TASK STATEMENT: Restating the data exactly is the whole task.

STORED DATA:
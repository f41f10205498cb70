//! Startup banner and URL display

use super::config::is_all_interfaces;
use super::constants::APP_NAME;

/// Print the startup banner with URLs
pub fn print_banner(host: &str, port: u16, data_dir: &str, product_count: u64) {
    let display_host = if is_all_interfaces(host) {
        "localhost"
    } else {
        host
    };

    println!();
    println!(
        "  \x1b[1m\x1b[36m{}\x1b[0m \x1b[90mv{}\x1b[0m",
        APP_NAME,
        env!("CARGO_PKG_VERSION")
    );
    println!();

    const W: usize = 10;

    let local_url = format!("http://{}:{}", display_host, port);
    println!(
        "  \x1b[32m➜\x1b[0m  \x1b[1m{:<W$}\x1b[0m {}",
        "Local:",
        terminal_link(&local_url)
    );
    println!(
        "  \x1b[33m➜\x1b[0m  \x1b[1m{:<W$}\x1b[0m {}/api/products \x1b[90m({} products)\x1b[0m",
        "Catalog:", local_url, product_count
    );

    if host == "127.0.0.1" || host == "localhost" {
        println!(
            "  \x1b[90m➜  {:<W$} use --host 0.0.0.0 to expose\x1b[0m",
            "Network:"
        );
    } else if is_all_interfaces(host) {
        if let Ok(interfaces) = local_ip_address::list_afinet_netifas() {
            for (_, ip) in interfaces
                .iter()
                .filter(|(_, ip)| ip.is_ipv4() && !ip.is_loopback())
            {
                let network_url = format!("http://{}:{}", ip, port);
                println!(
                    "  \x1b[32m➜\x1b[0m  \x1b[1m{:<W$}\x1b[0m {}",
                    "Network:",
                    terminal_link(&network_url)
                );
            }
        }
    } else {
        let network_url = format!("http://{}:{}", host, port);
        println!(
            "  \x1b[32m➜\x1b[0m  \x1b[1m{:<W$}\x1b[0m {}",
            "Network:",
            terminal_link(&network_url)
        );
    }
    println!("  \x1b[90m➜  {:<W$} {}\x1b[0m", "Data:", data_dir);

    println!();
}

/// Cyan URL, wrapped in an OSC 8 hyperlink when stdout supports it
fn terminal_link(url: &str) -> String {
    if supports_hyperlinks::on(supports_hyperlinks::Stream::Stdout) {
        format!("\x1b]8;;{url}\x07\x1b[36m{url}\x1b[0m\x1b]8;;\x07")
    } else {
        format!("\x1b[36m{url}\x1b[0m")
    }
}

#[cfg(test)]
mod tests {
    use super::*;

    #[test]
    fn test_terminal_link_contains_url() {
        let url = "http://localhost:5000/api/products?page=2&limit=4";
        let link = terminal_link(url);
        assert!(link.contains(url));
        assert!(link.contains("\x1b[36m"));
        if !link.contains("\x1b]8;;") {
            assert_eq!(link, format!("\x1b[36m{}\x1b[0m", url));
        }
    }
}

SOLUTION FOR THIS TASK:
repository f41f10205498cb70
//! Startup banner and URL display

use super::config::is_all_interfaces;
use super::constants::APP_NAME;

/// Print the startup banner with URLs
pub fn print_banner(host: &str, port: u16, data_dir: &str, product_count: u64) {
    let display_host = if is_all_interfaces(host) {
        "localhost"
    } else {
        host
    };

    println!();
    println!(
        "  \x1b[1m\x1b[36m{}\x1b[0m \x1b[90mv{}\x1b[0m",
        APP_NAME,
        env!("CARGO_PKG_VERSION")
    );
    println!();

    const W: usize = 10;

    let local_url = format!("http://{}:{}", display_host, port);
    println!(
        "  \x1b[32m➜\x1b[0m  \x1b[1m{:<W$}\x1b[0m {}",
        "Local:",
        terminal_link(&local_url)
    );
    println!(
        "  \x1b[33m➜\x1b[0m  \x1b[1m{:<W$}\x1b[0m {}/api/products \x1b[90m({} products)\x1b[0m",
        "Catalog:", local_url, product_count
    );

    if host == "127.0.0.1" || host == "localhost" {
        println!(
            "  \x1b[90m➜  {:<W$} use --host 0.0.0.0 to expose\x1b[0m",
            "Network:"
        );
    } else if is_all_interfaces(host) {
        if let Ok(interfaces) = local_ip_address::list_afinet_netifas() {
            for (_, ip) in interfaces
                .iter()
                .filter(|(_, ip)| ip.is_ipv4() && !ip.is_loopback())
            {
                let network_url = format!("http://{}:{}", ip, port);
                println!(
                    "  \x1b[32m➜\x1b[0m  \x1b[1m{:<W$}\x1b[0m {}",
                    "Network:",
                    terminal_link(&network_url)
                );
            }
        }
    } else {
        let network_url = format!("http://{}:{}", host, port);
        println!(
            "  \x1b[32m➜\x1b[0m  \x1b[1m{:<W$}\x1b[0m {}",
            "Network:",
            terminal_link(&network_url)
        );
    }
    println!("  \x1b[90m➜  {:<W$} {}\x1b[0m", "Data:", data_dir);

    println!();
}

/// Cyan URL, wrapped in an OSC 8 hyperlink when stdout supports it
fn terminal_link(url: &str) -> String {
    if supports_hyperlinks::on(supports_hyperlinks::Stream::Stdout) {
        format!("\x1b]8;;{url}\x07\x1b[36m{url}\x1b[0m\x1b]8;;\x07")
    } else {
        format!("\x1b[36m{url}\x1b[0m")
    }
}

#[cfg(test)]
mod tests {
    use super::*;

    #[test]
    fn test_terminal_link_contains_url() {
        let url = "http://localhost:5000/api/products?page=2&limit=4";
        let link = terminal_link(url);
        assert!(link.contains(url));
        assert!(link.contains("\x1b[36m"));
        if !link.contains("\x1b]8;;") {
            assert_eq!(link, format!("\x1b[36m{}\x1b[0m", url));
        }
    }
}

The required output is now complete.